# [How to complete this task]
From the first line to the last, write out the material verbatim.

[Source records Boundary: Start]

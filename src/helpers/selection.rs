use axum::{http::StatusCode, response::Json};
use common::{Feature, TimeBucket};
use compute::{
    ComputeError, FilterError, RenderOptions, ResolvedSelection, SelectionRequest,
    resolve_selection,
};
use tracing::warn;

use crate::config::Settings;
use crate::schemas::{AppState, DashboardQuery, ErrorResponse};

fn non_empty(value: &Option<String>) -> Option<&str> {
    value.as_deref().map(str::trim).filter(|value| !value.is_empty())
}

/// Borrow the filter part of a query.
pub fn selection_request(query: &DashboardQuery) -> SelectionRequest<'_> {
    SelectionRequest {
        segment: query.segment.as_deref(),
        start_date: query.start_date.as_deref(),
        end_date: query.end_date.as_deref(),
    }
}

/// Chart options from the query, falling back to the configured defaults.
pub fn render_options(
    query: &DashboardQuery,
    settings: &Settings,
) -> Result<RenderOptions, FilterError> {
    let mut options = settings.render_options();
    if let Some(raw) = non_empty(&query.feature) {
        options.feature = raw.parse::<Feature>()?;
    }
    if let Some(raw) = non_empty(&query.bucket) {
        options.bucket = raw.parse::<TimeBucket>()?;
    }
    if let Some(bins) = query.bins {
        options.bins = bins;
    }
    Ok(options)
}

/// Resolve everything a dashboard endpoint needs from its query.
pub fn resolve_query(
    state: &AppState,
    query: &DashboardQuery,
) -> compute::Result<(ResolvedSelection, RenderOptions)> {
    let resolved = resolve_selection(&state.data, &selection_request(query))?;
    let options = render_options(query, &state.settings)?;
    Ok((resolved, options))
}

/// Response message: the filter notices when there are any, otherwise `default`.
pub fn response_message(notices: &[String], default: &str) -> String {
    if notices.is_empty() {
        default.to_string()
    } else {
        notices.join("; ")
    }
}

/// Map a compute error to the JSON error response.
pub fn error_response(err: ComputeError) -> (StatusCode, Json<ErrorResponse>) {
    match err {
        ComputeError::Filter(filter_error) => {
            warn!("Rejected filter input: {}", filter_error);
            (
                StatusCode::BAD_REQUEST,
                Json(ErrorResponse {
                    error: filter_error.to_string(),
                    code: filter_error.code().to_string(),
                    success: false,
                }),
            )
        }
    }
}
use axum::{extract::State, http::StatusCode, response::Json};
use common::{Feature, FilterOptions};
use compute::default_selection;
use tracing::{debug, instrument};

use crate::schemas::{ApiResponse, AppState, ErrorResponse};

/// Inputs offered by the filter form and the selection the dashboard starts from
#[utoipa::path(
    get,
    path = "/api/v1/filters",
    tag = "dashboard",
    responses(
        (status = 200, description = "Filter options retrieved successfully", body = ApiResponse<FilterOptions>),
        (status = 500, description = "Internal server error", body = ErrorResponse)
    )
)]
#[instrument(skip(state))]
pub async fn get_filter_options(
    State(state): State<AppState>,
) -> Result<(StatusCode, Json<ApiResponse<FilterOptions>>), (StatusCode, Json<ErrorResponse>)> {
    let options = FilterOptions::new(
        state.data.date_bounds(),
        default_selection(&state.data),
        Feature::Monetary,
        state.settings.time_bucket,
    );
    debug!(date_bounds = ?options.date_bounds, "Filter options computed");

    Ok((
        StatusCode::OK,
        Json(ApiResponse {
            data: options,
            message: "Filter options retrieved successfully".to_string(),
            success: true,
        }),
    ))
}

[Source records Boundary: End]

# [Written answer]
filename src/helpers/selection.rs
use axum::{http::StatusCode, response::Json};
use common::{Feature, TimeBucket};
use compute::{
    ComputeError, FilterError, RenderOptions, ResolvedSelection, SelectionRequest,
    resolve_selection,
};
use tracing::warn;

use crate::config::Settings;
use crate::schemas::{AppState, DashboardQuery, ErrorResponse};

fn non_empty(value: &Option<String>) -> Option<&str> {
    value.as_deref().map(str::trim).filter(|value| !value.is_empty())
}

/// Borrow the filter part of a query.
pub fn selection_request(query: &DashboardQuery) -> SelectionRequest<'_> {
    SelectionRequest {
        segment: query.segment.as_deref(),
        start_date: query.start_date.as_deref(),
        end_date: query.end_date.as_deref(),
    }
}

/// Chart options from the query, falling back to the configured defaults.
pub fn render_options(
    query: &DashboardQuery,
    settings: &Settings,
) -> Result<RenderOptions, FilterError> {
    let mut options = settings.render_options();
    if let Some(raw) = non_empty(&query.feature) {
        options.feature = raw.parse::<Feature>()?;
    }
    if let Some(raw) = non_empty(&query.bucket) {
        options.bucket = raw.parse::<TimeBucket>()?;
    }
    if let Some(bins) = query.bins {
        options.bins = bins;
    }
    Ok(options)
}

/// Resolve everything a dashboard endpoint needs from its query.
pub fn resolve_query(
    state: &AppState,
    query: &DashboardQuery,
) -> compute::Result<(ResolvedSelection, RenderOptions)> {
    let resolved = resolve_selection(&state.data, &selection_request(query))?;
    let options = render_options(query, &state.settings)?;
    Ok((resolved, options))
}

/// Response message: the filter notices when there are any, otherwise `default`.
pub fn response_message(notices: &[String], default: &str) -> String {
    if notices.is_empty() {
        default.to_string()
    } else {
        notices.join("; ")
    }
}

/// Map a compute error to the JSON error response.
pub fn error_response(err: ComputeError) -> (StatusCode, Json<ErrorResponse>) {
    match err {
        ComputeError::Filter(filter_error) => {
            warn!("Rejected filter input: {}", filter_error);
            (
                StatusCode::BAD_REQUEST,
                Json(ErrorResponse {
                    error: filter_error.to_string(),
                    code: filter_error.code().to_string(),
                    success: false,
                }),
            )
        }
    }
}
use axum::{extract::State, http::StatusCode, response::Json};
use common::{Feature, FilterOptions};
use compute::default_selection;
use tracing::{debug, instrument};

use crate::schemas::{ApiResponse, AppState, ErrorResponse};

/// Inputs offered by the filter form and the selection the dashboard starts from
#[utoipa::path(
    get,
    path = "/api/v1/filters",
    tag = "dashboard",
    responses(
        (status = 200, description = "Filter options retrieved successfully", body = ApiResponse<FilterOptions>),
        (status = 500, description = "Internal server error", body = ErrorResponse)
    )
)]
#[instrument(skip(state))]
pub async fn get_filter_options(
    State(state): State<AppState>,
) -> Result<(StatusCode, Json<ApiResponse<FilterOptions>>), (StatusCode, Json<ErrorResponse>)> {
    let options = FilterOptions::new(
        state.data.date_bounds(),
        default_selection(&state.data),
        Feature::Monetary,
        state.settings.time_bucket,
    );
    debug!(date_bounds = ?options.date_bounds, "Filter options computed");

    Ok((
        StatusCode::OK,
        Json(ApiResponse {
            data: options,
            message: "Filter options retrieved successfully".to_string(),
            success: true,
        }),
    ))
}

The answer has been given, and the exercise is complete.